Cuiabá, 20/09/2026

Licenciamento ambiental: julgamento pendente no STF prolonga incerteza

Rodinei Crescêncio/Rdnews

Rodinei Crescêncio/Rdnews

O produtor rural conhece o valor do tempo por uma razão concreta: a atividade produtiva se organiza segundo o clima, o crédito, os contratos e as decisões de investimento. No campo jurídico, porém, nem sempre o tempo acompanha essa dinâmica. Em agosto deste ano, o Supremo Tribunal Federal havia previsto o julgamento conjunto das ADIs 7.913, 7.916 e 7.919 e da ADC 102, que concentram diferentes questionamentos relacionados à constitucionalidade do novo marco legal do licenciamento ambiental. Os processos, contudo, foram retirados do calendário de julgamento, e a apreciação do mérito permanece pendente.

Enquanto o julgamento permanece pendente, há um dado jurídico objetivo: a Lei nº 15.190/2025, que instituiu a Lei Geral do Licenciamento Ambiental e estabeleceu normas gerais para o licenciamento de atividades e empreendimentos potencialmente causadores de degradação ambiental, segue vigente e produzindo efeitos. As ações em curso no Supremo discutem aspectos do novo marco legal relacionados, entre outros pontos, às atividades que não estão sujeitas ao licenciamento ambiental, à simplificação dos procedimentos de licenciamento, à repartição de competências entre os entes federativos e ao regime aplicável a empreendimentos considerados estratégicos.

No campo, uma decisão de investimento postergada pode atravessar uma safra, comprometer uma linha de crédito ou adiar uma obra para um momento economicamente inadequado.

A Lei Geral do Licenciamento Ambiental trouxe mudanças relevantes na forma de licenciar determinadas atividades e empreendimentos, estabeleceu modalidades de licenciamento simplificado e definiu situações em que determinadas atividades não estão sujeitas ao licenciamento ambiental.
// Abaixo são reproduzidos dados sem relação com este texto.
//! Generalized Minimal Residual (GMRES) solver with fixed restart (Saad §6.4)
//!
//! Restarted GMRES for large, sparse, possibly nonsymmetric linear systems Ax = b.
//! The residual is minimized over a Krylov subspace of bounded size; when the basis
//! reaches the restart length, the solution estimate is updated from the Hessenberg
//! least-squares system and the process resumes from the new residual, so memory
//! stays bounded regardless of iteration count.
//!
//! # Features
//! - Left, right, or no preconditioning
//! - Double (iterative) Gram-Schmidt orthogonalization for numerical stability
//! - Givens rotations for the least-squares residual estimate
//! - Back-substitution with zero-pivot protection
//! - Per-iteration residual history for the convergence record
//!
//! # References
//! - Saad, Y. (2003). Iterative Methods for Sparse Linear Systems, 2nd Edition. SIAM. §6.4
//! - https://en.wikipedia.org/wiki/Generalized_minimal_residual_method

use crate::config::SolveOptions;
use crate::core::traits::{InnerProduct, MatVec};
use crate::error::SolverError;
use crate::preconditioner::Preconditioner;
use crate::solver::LinearSolver;
use crate::utils::convergence::{Convergence, ConvergenceRecord, SolveStatus};
use num_traits::{Float, ToPrimitive};

/// A candidate basis vector below this norm cannot extend the Krylov basis.
const BREAKDOWN_TOL: f64 = 1e-12;

/// Guard for Givens rotations and back-substitution pivots.
const PIVOT_TOL: f64 = 1e-14;

/// Preconditioning mode for GMRES (none, left, or right)
#[derive(Copy, Clone, Debug, PartialEq, Eq)]
pub enum Preconditioning {
    None,
    Left,
    Right,
}

/// GMRES solver struct with restart and preconditioning options.
///
/// # Type Parameters
/// * `T` - Scalar type (e.g., f32, f64)
pub struct GmresSolver<T> {
    /// Number of Arnoldi vectors before restart
    pub restart: usize,
    /// Convergence criteria (tolerance and max iterations)
    pub conv: Convergence<T>,
    /// Preconditioning mode
    pub preconditioning: Preconditioning,
}

impl<T: Copy + Float> GmresSolver<T> {
    /// Create a new GMRES solver with restart, tolerance, and max iterations.
    pub fn new(restart: usize, tol: T, max_iters: usize) -> Self {
        Self {
            restart: restart.max(1),
            conv: Convergence {
                tol,
                max_iters,
            },
            preconditioning: Preconditioning::None,
        }
    }

    /// Create a solver from a `SolveOptions` bundle.
    pub fn from_options(options: &SolveOptions<T>) -> Self {
        Self::new(options.restart, options.tolerance, options.max_iterations)
    }

    /// Set the preconditioning mode (left, right, or none).
    pub fn with_preconditioning(mut self, mode: Preconditioning) -> Self {
        self.preconditioning = mode;
        self
    }

    // --- Apply Givens rotation and update g together ---
    /// Apply previous Givens rotations to column `j` of the Hessenberg matrix,
    /// compute the new rotation, and fold it into the residual vector `g`.
    fn apply_givens_and_update_g(
        h: &mut [Vec<T>],
        g: &mut [T],
        cs: &mut [T],
        sn: &mut [T],
        j: usize,
        epsilon: T,
    ) {
        for i in 0..j {
            let temp = cs[i] * h[i][j] + sn[i] * h[i + 1][j];
            h[i + 1][j] = -sn[i] * h[i][j] + cs[i] * h[i + 1][j];
            h[i][j] = temp;
        }
        let h_kk = h[j][j];
        let h_k1k = h[j + 1][j];
        let r = (h_kk * h_kk + h_k1k * h_k1k).sqrt();
        if r.abs() < epsilon {
            cs[j] = T::one();
            sn[j] = T::zero();
        } else {
            cs[j] = h_kk / r;
            sn[j] = h_k1k / r;
        }
        h[j][j] = cs[j] * h_kk + sn[j] * h_k1k;
        h[j + 1][j] = T::zero();
        // Update g
        let temp = cs[j] * g[j] + sn[j] * g[j + 1];
        g[j + 1] = -sn[j] * g[j] + cs[j] * g[j + 1];
        g[j] = temp;
    }

    // --- Back-substitution for least squares with zero-pivot protection ---
    /// Solve the upper-triangular system Hy = g for y.
    fn back_substitution(h: &[Vec<T>], g: &[T], y: &mut [T], m: usize, epsilon: T) {
        for i in (0..m).rev() {
            y[i] = g[i];
            for j in (i + 1)..m {
                y[i] = y[i] - h[i][j] * y[j];
            }
            if h[i][i].abs() > epsilon {
                y[i] = y[i] / h[i][i];
            } else {
                y[i] = T::zero();
            }
        }
    }
}

impl<M, V, T> LinearSolver<M, V> for GmresSolver<T>
where
    M: MatVec<V>,
    (): InnerProduct<V, Scalar = T>,
    V: AsMut<[T]> + AsRef<[T]> + From<Vec<T>> + Clone,
    T: Float + ToPrimitive,
{
    type Error = SolverError;
    type Scalar = T;

    /// Solve the linear system Ax = b using restarted GMRES.
    ///
    /// # Arguments
    /// * `a` - Matrix implementing `MatVec`
    /// * `pc` - Optional preconditioner (applied per the configured mode)
    /// * `b` - Right-hand side vector
    /// * `x` - On input: initial guess; on output: solution estimate
    ///
    /// # Returns
    /// The convergence record. Its terminal status distinguishes Converged,
    /// MaxIterationsReached, and Breakdown; all three leave the best available
    /// estimate in `x`.
    fn solve(
        &mut self,
        a: &M,
        pc: Option<&dyn Preconditioner<M, V>>,
        b: &V,
        x: &mut V,
    ) -> Result<ConvergenceRecord<T>, SolverError> {
        let n = b.as_ref().len();
        if x.as_ref().len() != n {
            return Err(SolverError::DimensionMismatch {
                expected: n,
                actual: x.as_ref().len(),
            });
        }

        let ip = ();
        let restart = self.restart.max(1);
        let mode = match pc {
            Some(_) => self.preconditioning,
            None => Preconditioning::None,
        };
        let breakdown_eps = num_traits::cast::<f64, T>(BREAKDOWN_TOL).unwrap();
        let pivot_eps = num_traits::cast::<f64, T>(PIVOT_TOL).unwrap();

        let mut xk = x.as_ref().to_vec();

        // True residual r = b - A x
        let mut r_true = {
            let mut tmp = V::from(vec![T::zero(); n]);
            a.matvec(&V::from(xk.clone()), &mut tmp);
            let r_vec = tmp
                .as_ref()
                .iter()
                .zip(b.as_ref())
                .map(|(&ax, &bi)| bi - ax)
                .collect::<Vec<_>>();
            V::from(r_vec)
        };
        let mut res_true = ip.norm(&r_true);
        let res0 = res_true;

        let mut history = vec![(0, res0)];

        if res0 == T::zero() {
            *x = V::from(xk);
            return Ok(ConvergenceRecord {
                history,
                status: SolveStatus::Converged,
                iterations: 0,
                final_residual: res0,
            });
        }

        let mut iteration = 0usize;
        // Residual norm the inner estimates are measured against; set from the
        // first cycle's working residual (differs from res0 only under left
        // preconditioning).
        let mut res0_work = res0;
        let status;

        let mut cycle = 0usize;
        loop {
            // Working residual for this cycle
            let r_work = match (mode, pc) {
                (Preconditioning::Left, Some(pc)) => {
                    let mut z = V::from(vec![T::zero(); n]);
                    pc.apply(&r_true, &mut z)?;
                    z
                }
                _ => r_true.clone(),
            };
            let beta = ip.norm(&r_work);
            if cycle == 0 {
                res0_work = beta;
            }

            let mut v_basis: Vec<V> = Vec::with_capacity(restart + 1);
            v_basis.push(V::from(
                r_work.as_ref().iter().map(|&ri| ri / beta).collect::<Vec<_>>(),
            ));
            // Right preconditioning keeps z_j = M⁻¹ v_j for the solution update
            let mut z_basis: Vec<V> = Vec::with_capacity(restart);

            let mut h = vec![vec![T::zero(); restart]; restart + 1];
            let mut g = vec![T::zero(); restart + 1];
            g[0] = beta;
            let mut cs = vec![T::zero(); restart];
            let mut sn = vec![T::zero(); restart];

            let mut m = 0;
            let mut broke_down = false;

            for j in 0..restart {
                iteration += 1;

                // w = (M⁻¹A) v_j, (A M⁻¹) v_j, or A v_j depending on the mode
                let mut w = match (mode, pc) {
                    (Preconditioning::Left, Some(pc)) => {
                        let mut t = V::from(vec![T::zero(); n]);
                        a.matvec(&v_basis[j], &mut t);
                        let mut z = V::from(vec![T::zero(); n]);
                        pc.apply(&t, &mut z)?;
                        z
                    }
                    (Preconditioning::Right, Some(pc)) => {
                        let mut z = V::from(vec![T::zero(); n]);
                        pc.apply(&v_basis[j], &mut z)?;
                        let mut t = V::from(vec![T::zero(); n]);
                        a.matvec(&z, &mut t);
                        z_basis.push(z);
                        t
                    }
                    _ => {
                        let mut t = V::from(vec![T::zero(); n]);
                        a.matvec(&v_basis[j], &mut t);
                        t
                    }
                };

                // Modified Gram-Schmidt orthogonalization
                for i in 0..=j {
                    h[i][j] = ip.dot(&w, &v_basis[i]);
                    for (wk, vik) in w.as_mut().iter_mut().zip(v_basis[i].as_ref()) {
                        *wk = *wk - h[i][j] * *vik;
                    }
                }
                // Iterative refinement (second orthogonalization)
                for i in 0..=j {
                    let tmp = ip.dot(&w, &v_basis[i]);
                    h[i][j] = h[i][j] + tmp;
                    for (wk, vik) in w.as_mut().iter_mut().zip(v_basis[i].as_ref()) {
                        *wk = *wk - tmp * *vik;
                    }
                }

                h[j + 1][j] = ip.norm(&w);
                broke_down = h[j + 1][j] < breakdown_eps;
                if !broke_down {
                    let vj1 = V::from(
                        w.as_ref()
                            .iter()
                            .map(|&wi| wi / h[j + 1][j])
                            .collect::<Vec<_>>(),
                    );
                    v_basis.push(vj1);
                }

                Self::apply_givens_and_update_g(&mut h, &mut g, &mut cs, &mut sn, j, pivot_eps);
                let res_est = g[j + 1].abs();
                m = j + 1;
                history.push((iteration, res_est));
                log::debug!(
                    "gmres iteration {} (cycle {}): residual estimate {:.6e}",
                    iteration,
                    cycle,
                    res_est.to_f64().unwrap_or(0.0)
                );

                if self.conv.converged(res_est, res0_work)
                    || broke_down
                    || self.conv.exhausted(iteration)
                {
                    break;
                }
            }

            // Solve the Hessenberg least-squares problem and update the estimate
            let mut y = vec![T::zero(); m];
            Self::back_substitution(&h, &g, &mut y, m, pivot_eps);
            match (mode, pc) {
                (Preconditioning::Right, Some(_)) => {
                    for j in 0..m {
                        for (xk_i, zj_i) in xk.iter_mut().zip(z_basis[j].as_ref()) {
                            *xk_i = *xk_i + y[j] * *zj_i;
                        }
                    }
                }
                _ => {
                    for j in 0..m {
                        for (xk_i, vj_i) in xk.iter_mut().zip(v_basis[j].as_ref()) {
                            *xk_i = *xk_i + y[j] * *vj_i;
                        }
                    }
                }
            }

            // Recompute the true residual at the cycle boundary; convergence is
            // always declared against it, never against the inner estimate alone.
            r_true = {
                let mut tmp = V::from(vec![T::zero(); n]);
                a.matvec(&V::from(xk.clone()), &mut tmp);
                let r_vec = tmp
                    .as_ref()
                    .iter()
                    .zip(b.as_ref())
                    .map(|(&ax, &bi)| bi - ax)
                    .collect::<Vec<_>>();
                V::from(r_vec)
            };
            res_true = ip.norm(&r_true);

            if self.conv.converged(res_true, res0) {
                status = SolveStatus::Converged;
                break;
            }
            if broke_down {
                status = SolveStatus::Breakdown;
                break;
            }
            if self.conv.exhausted(iteration) {
                status = SolveStatus::MaxIterationsReached;
                break;
            }
            cycle += 1;
        }

        *x = V::from(xk);
        Ok(ConvergenceRecord {
            history,
            status,
            iterations: iteration,
            final_residual: res_true,
        })
    }
}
São justamente algumas dessas mudanças que integram as discussões submetidas ao STF e que tornam o julgamento especialmente relevante para os setores diretamente alcançados pela nova legislação.

Para o meio rural, os efeitos dessas alterações são concretos. A Lei nº 15.190/2025 prevê, por exemplo, que o cultivo de espécies de interesse agrícola e determinadas modalidades de pecuária não estão sujeitos ao licenciamento ambiental, desde que atendidos os requisitos estabelecidos pela própria lei.
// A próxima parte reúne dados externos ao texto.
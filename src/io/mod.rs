//! Loading matrices and vectors from persisted binary representations.

pub mod petsc_binary;
pub use petsc_binary::{load_matrix, load_vector, read_matrix, read_vector};
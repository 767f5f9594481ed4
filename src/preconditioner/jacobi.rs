// Jacobi (diagonal scaling) preconditioner implementation

use crate::core::traits::{DiagonalAccess, Indexing};
use crate::error::SolverError;
use crate::preconditioner::Preconditioner;
use num_traits::Float;

/// Default threshold below which a diagonal entry counts as zero.
const DEFAULT_EPSILON: f64 = 1e-14;

/// Jacobi preconditioner: M⁻¹ = D⁻¹
///
/// Derived once from the matrix diagonal in `setup`; immutable afterwards, so a
/// single instance can serve any number of solves against the same matrix.
pub struct Jacobi<T> {
    pub(crate) inv_diag: Vec<T>,
    epsilon: T,
}

impl<T: Float> Jacobi<T> {
    /// new with empty state; user must call `setup`.
    pub fn new() -> Self {
        Self {
            inv_diag: Vec::new(),
            epsilon: num_traits::cast::<f64, T>(DEFAULT_EPSILON).unwrap(),
        }
    }

    /// Override the near-zero threshold used to reject singular diagonals.
    pub fn with_epsilon(mut self, epsilon: T) -> Self {
        self.epsilon = epsilon;
        self
    }
}

impl<T: Float> Default for Jacobi<T> {
    fn default() -> Self {
        Self::new()
    }
}

impl<M, V, T> Preconditioner<M, V> for Jacobi<T>
where
    M: DiagonalAccess<T> + Indexing,
    V: AsRef<[T]> + AsMut<[T]>,
    T: Float,
{
    fn setup(&mut self, a: &M) -> Result<(), SolverError> {
        let n = a.nrows();
        let diag = a.diagonal();
        if diag.len() != n {
            return Err(SolverError::DimensionMismatch {
                expected: n,
                actual: diag.len(),
            });
        }
        let mut inv_diag = Vec::with_capacity(diag.len());
        for (i, d) in diag.into_iter().enumerate() {
            if d.abs() < self.epsilon {
                return Err(SolverError::SingularPreconditioner(i));
            }
            inv_diag.push(T::one() / d);
        }
        self.inv_diag = inv_diag;
        Ok(())
    }

    fn apply(&self, r: &V, z: &mut V) -> Result<(), SolverError> {
        let r_ref = r.as_ref();
        let z_mut = z.as_mut();
        if r_ref.len() != self.inv_diag.len() {
            return Err(SolverError::DimensionMismatch {
                expected: self.inv_diag.len(),
                actual: r_ref.len(),
            });
        }
        for i in 0..r_ref.len() {
            z_mut[i] = self.inv_diag[i] * r_ref[i];
        }
        Ok(())
    }
}

#[cfg(test)]
mod tests {
    use super::*;
    use crate::matrix::CsrMatrix;
    use crate::vector::DenseVector;

    #[test]
    fn applies_inverse_diagonal() {
        let a = CsrMatrix::from_triplets(3, 3, vec![(0, 0, 2.0), (1, 1, 4.0), (2, 2, 0.5)])
            .unwrap();
        let mut pc = Jacobi::new();
        Preconditioner::<_, DenseVector<f64>>::setup(&mut pc, &a).unwrap();
        let r = DenseVector::from_vec(vec![2.0, 8.0, 3.0]);
        let mut z = DenseVector::zeros(3);
        <Jacobi<f64> as Preconditioner<CsrMatrix<f64>, DenseVector<f64>>>::apply(&pc, &r, &mut z)
            .unwrap();
        assert_eq!(z.as_slice(), &[1.0, 2.0, 6.0]);
    }

    #[test]
    fn rejects_near_zero_diagonal() {
        let a = CsrMatrix::from_triplets(2, 2, vec![(0, 0, 1.0), (1, 1, 1e-16)]).unwrap();
        let mut pc = Jacobi::new();
        let err = Preconditioner::<_, DenseVector<f64>>::setup(&mut pc, &a).unwrap_err();
        assert!(matches!(err, SolverError::SingularPreconditioner(1)));
    }

    #[test]
    fn rejects_structurally_missing_diagonal() {
        // row 1 has no stored diagonal entry at all
        let a = CsrMatrix::try_from_csr(2, 2, vec![0, 1, 2], vec![0, 0], vec![1.0, 5.0])
            .unwrap();
        let mut pc = Jacobi::new();
        let err = Preconditioner::<_, DenseVector<f64>>::setup(&mut pc, &a).unwrap_err();
        assert!(matches!(err, SolverError::SingularPreconditioner(1)));
    }

    #[test]
    fn custom_epsilon() {
        let a = CsrMatrix::from_triplets(1, 1, vec![(0, 0, 1e-3)]).unwrap();
        let mut strict = Jacobi::new().with_epsilon(1e-2);
        assert!(Preconditioner::<_, DenseVector<f64>>::setup(&mut strict, &a).is_err());
        let mut lax = Jacobi::new();
        assert!(Preconditioner::<_, DenseVector<f64>>::setup(&mut lax, &a).is_ok());
    }
}
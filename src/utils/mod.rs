//! Shared solver utilities.

pub mod convergence;
pub use convergence::{Convergence, ConvergenceRecord, SolveStatus};
//! Preconditioners for the iterative solver.
//!
//! This module defines the `Preconditioner` trait and the diagonal (Jacobi)
//! reference implementation.

use crate::error::SolverError;

/// A preconditioner M ≈ A⁻¹.
pub trait Preconditioner<M, V> {
    /// Apply M⁻¹ to r, writing z = M⁻¹ r
    fn apply(&self, r: &V, z: &mut V) -> Result<(), SolverError>;
    /// Optionally: setup/factorize from A
    fn setup(&mut self, _a: &M) -> Result<(), SolverError> {
        Ok(())
    }
}

pub mod jacobi;
pub use jacobi::Jacobi;
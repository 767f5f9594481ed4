//! Core traits and trait implementations shared by the matrix, vector, and solver modules.

pub mod traits;
pub mod wrappers;

pub use traits::{DiagonalAccess, Indexing, InnerProduct, MatVec};
use criterion::{Criterion, black_box, criterion_group, criterion_main};
use faer::Mat;
use faer::linalg::solvers::SolveCore;
use itersolv::solver::{GmresSolver, LinearSolver};
use itersolv::{CsrMatrix, DenseVector};

fn bench_gmres_vs_faer(c: &mut Criterion) {
    let n = 200;
    // non-symmetric convection-diffusion style tridiagonal system
    let mut triplets = Vec::new();
    for i in 0..n {
        triplets.push((i, i, 2.5 + 0.1 * (i as f64).sin()));
        if i > 0 {
            triplets.push((i, i - 1, -1.0));
        }
        if i + 1 < n {
            triplets.push((i, i + 1, -1.2));
        }
    }
    let a = CsrMatrix::from_triplets(n, n, triplets).unwrap();
    let b: Vec<f64> = (0..n).map(|i| (i as f64).cos()).collect();
    let bv = DenseVector::from_vec(b.clone());

    c.bench_function("itersolv gmres csr", |ben| {
        ben.iter(|| {
            let mut solver = GmresSolver::new(30, 1e-8, 1000);
            let mut x = DenseVector::zeros(n);
            let _record = solver
                .solve(black_box(&a), None, black_box(&bv), &mut x)
                .unwrap();
        })
    });

    c.bench_function("faer dense lu", |ben| {
        let dense = Mat::from_fn(n, n, |i, j| {
            a.row_entries(i)
                .find(|&(col, _)| col == j)
                .map(|(_, v)| v)
                .unwrap_or(0.0)
        });
        ben.iter(|| {
            let factor = faer::linalg::solvers::FullPivLu::new(dense.as_ref());
            let mut y = b.clone();
            let y_mat = faer::MatMut::from_column_major_slice_mut(&mut y, n, 1);
            factor.solve_in_place_with_conj(faer::Conj::No, y_mat);
        })
    });
}

criterion_group!(benches, bench_gmres_vs_faer);
criterion_main!(benches);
A nova legislação também prevê procedimentos simplificados para a obtenção de licença ambiental, entre eles a Licença por Adesão e Compromisso (LAC), aplicável nas hipóteses e condições previstas em lei. Essas regras interferem diretamente no planejamento de atividades e investimentos e ajudam a dimensionar a importância da definição que ainda será dada pelo STF.

A pendência do julgamento também suscita uma questão relevante quanto às licenças ambientais expedidas e aos investimentos realizados durante a vigência da nova legislação. Empreendedores que obtiveram licenças ou autorizações ambientais, iniciaram obras, contrataram financiamentos ou assumiram compromissos empresariais possuem evidente interesse na estabilidade das relações constituídas sob o regime atualmente vigente. Caso o Supremo venha a estabelecer alguma restrição ao alcance das regras questionadas, a segurança jurídica e a eventual modulação dos efeitos da decisão poderão assumir especial relevância.
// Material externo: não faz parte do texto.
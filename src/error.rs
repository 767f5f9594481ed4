use thiserror::Error;

// Unified error type for itersolv

#[derive(Error, Debug)]
pub enum SolverError {
    #[error("malformed matrix: {0}")]
    MalformedMatrix(String),
    #[error("malformed vector: {0}")]
    MalformedVector(String),
    #[error("dimension mismatch: expected {expected}, got {actual}")]
    DimensionMismatch { expected: usize, actual: usize },
    #[error("index {0} out of range for length {1}")]
    IndexOutOfRange(usize, usize),
    #[error("singular preconditioner: near-zero diagonal at row {0}")]
    SingularPreconditioner(usize),
    #[error("i/o failure: {0}")]
    Io(#[from] std::io::Error),
}
//! Dense vector with checked element access and the BLAS-1 operations GMRES needs.
//!
//! Right-hand sides, solution estimates, and Krylov basis vectors are all
//! `DenseVector`s. The type converts freely to and from `Vec<T>` and slices so the
//! generic solver code can allocate and own independent working vectors.

use crate::error::SolverError;
use num_traits::Float;

/// Fixed-length real vector.
#[derive(Debug, Clone, PartialEq)]
pub struct DenseVector<T> {
    data: Vec<T>,
}

impl<T: Float> DenseVector<T> {
    /// Zero vector of length `n`.
    pub fn zeros(n: usize) -> Self {
        Self {
            data: vec![T::zero(); n],
        }
    }

    /// Take ownership of raw storage.
    pub fn from_vec(data: Vec<T>) -> Self {
        Self { data }
    }

    /// Element access, bounds-checked.
    pub fn get(&self, i: usize) -> Result<T, SolverError> {
        self.data
            .get(i)
            .copied()
            .ok_or(SolverError::IndexOutOfRange(i, self.data.len()))
    }

    /// Element update, bounds-checked.
    pub fn set(&mut self, i: usize, value: T) -> Result<(), SolverError> {
        let len = self.data.len();
        match self.data.get_mut(i) {
            Some(slot) => {
                *slot = value;
                Ok(())
            }
            None => Err(SolverError::IndexOutOfRange(i, len)),
        }
    }

    /// Dot product xᵀy.
    pub fn dot(&self, other: &Self) -> Result<T, SolverError> {
        self.check_len(other)?;
        Ok(self
            .data
            .iter()
            .zip(&other.data)
            .map(|(&xi, &yi)| xi * yi)
            .fold(T::zero(), |acc, v| acc + v))
    }

    /// Euclidean norm ‖x‖₂.
    pub fn norm(&self) -> T {
        self.data
            .iter()
            .map(|&xi| xi * xi)
            .fold(T::zero(), |acc, v| acc + v)
            .sqrt()
    }

    /// Scaled addition: self ← self + α·x.
    pub fn axpy(&mut self, alpha: T, x: &Self) -> Result<(), SolverError> {
        self.check_len(x)?;
        for (yi, &xi) in self.data.iter_mut().zip(&x.data) {
            *yi = *yi + alpha * xi;
        }
        Ok(())
    }

    pub fn as_slice(&self) -> &[T] {
        &self.data
    }

    pub fn as_mut_slice(&mut self) -> &mut [T] {
        &mut self.data
    }

    fn check_len(&self, other: &Self) -> Result<(), SolverError> {
        if self.data.len() != other.data.len() {
            return Err(SolverError::DimensionMismatch {
                expected: self.data.len(),
                actual: other.data.len(),
            });
        }
        Ok(())
    }
}

impl<T> DenseVector<T> {
    pub fn len(&self) -> usize {
        self.data.len()
    }

    pub fn is_empty(&self) -> bool {
        self.data.is_empty()
    }
}

impl<T> AsRef<[T]> for DenseVector<T> {
    fn as_ref(&self) -> &[T] {
        &self.data
    }
}

impl<T> AsMut<[T]> for DenseVector<T> {
    fn as_mut(&mut self) -> &mut [T] {
        &mut self.data
    }
}

impl<T> From<Vec<T>> for DenseVector<T> {
    fn from(data: Vec<T>) -> Self {
        Self { data }
    }
}
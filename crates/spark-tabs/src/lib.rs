//! Spark Tab Registry
//!
//! Ordered tab strip state for UI front-ends: which tabs are open, in which
//! order, which one is active, and how tabs are closed.
//! Closing goes through two gates:
//! - a removability policy (`is_removable`), e.g. pinned tabs stay
//! - an async confirmation hook (`before_remove`), e.g. "discard changes?"

mod error;
mod observer;
mod options;
mod registry;
mod side;

pub use error::TabError;
pub use observer::{TabsChange, TabsObserver};
pub use options::{BeforeRemove, IsRemovable, TabsOptions};
pub use registry::{AsTab, TabRegistry};
pub use side::TabSide;

pub type Result<T> = std::result::Result<T, TabError>;
//! Spark Core
//!
//! Configuration, logging and the [`AppHelpers`] bundle that installs the
//! permission store and SSO parameter groups for an application.

mod app;
mod config;
mod error;

pub use app::AppHelpers;
pub use config::{Config, PermissionConfig, SsoConfig};
pub use error::CoreError;

// Re-export helper crates
pub use spark_permission::{
    authorize, Permission, PermissionCodes, PermissionError, PermissionOperator,
};
pub use spark_sso::{
    parse_url, remove_url_search_params, resolve_url_search_params, GroupKey, Param, ParamGroup,
    ParamGroups, ParseUrlResult, RemoveParams, SearchParams,
};
pub use spark_tabs::{AsTab, TabError, TabRegistry, TabSide, TabsChange, TabsObserver, TabsOptions};

pub type Result<T> = std::result::Result<T, CoreError>;

/// Initialize logging. `RUST_LOG` wins over `default_filter`.
pub fn init_logging(default_filter: &str) {
    use tracing_subscriber::{fmt, EnvFilter};

    let filter =
        EnvFilter::try_from_default_env().unwrap_or_else(|_| EnvFilter::new(default_filter));

    fmt().with_env_filter(filter).with_target(true).init();
}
É justamente por isso que a pendência do julgamento exige acompanhamento. No campo, uma decisão de investimento postergada pode atravessar uma safra, comprometer uma linha de crédito ou adiar uma obra para um momento economicamente inadequado. Enquanto o STF não concluir o julgamento das ações que questionam o novo marco legal do licenciamento ambiental, o setor produtivo precisa tomar decisões com fundamento em uma legislação que está vigente e produzindo efeitos, embora a constitucionalidade e o alcance de algumas de suas regras permaneçam submetidos à análise da Corte.

A definição do STF será, portanto, relevante para estabelecer os limites constitucionais da nova disciplina do licenciamento ambiental e conferir maior previsibilidade à aplicação da Lei nº 15.190/2025. Em uma matéria diretamente relacionada ao planejamento e aos investimentos do setor produtivo, a segurança jurídica depende não apenas da existência de regras claras, mas também de previsibilidade quanto à forma como essas regras serão aplicadas.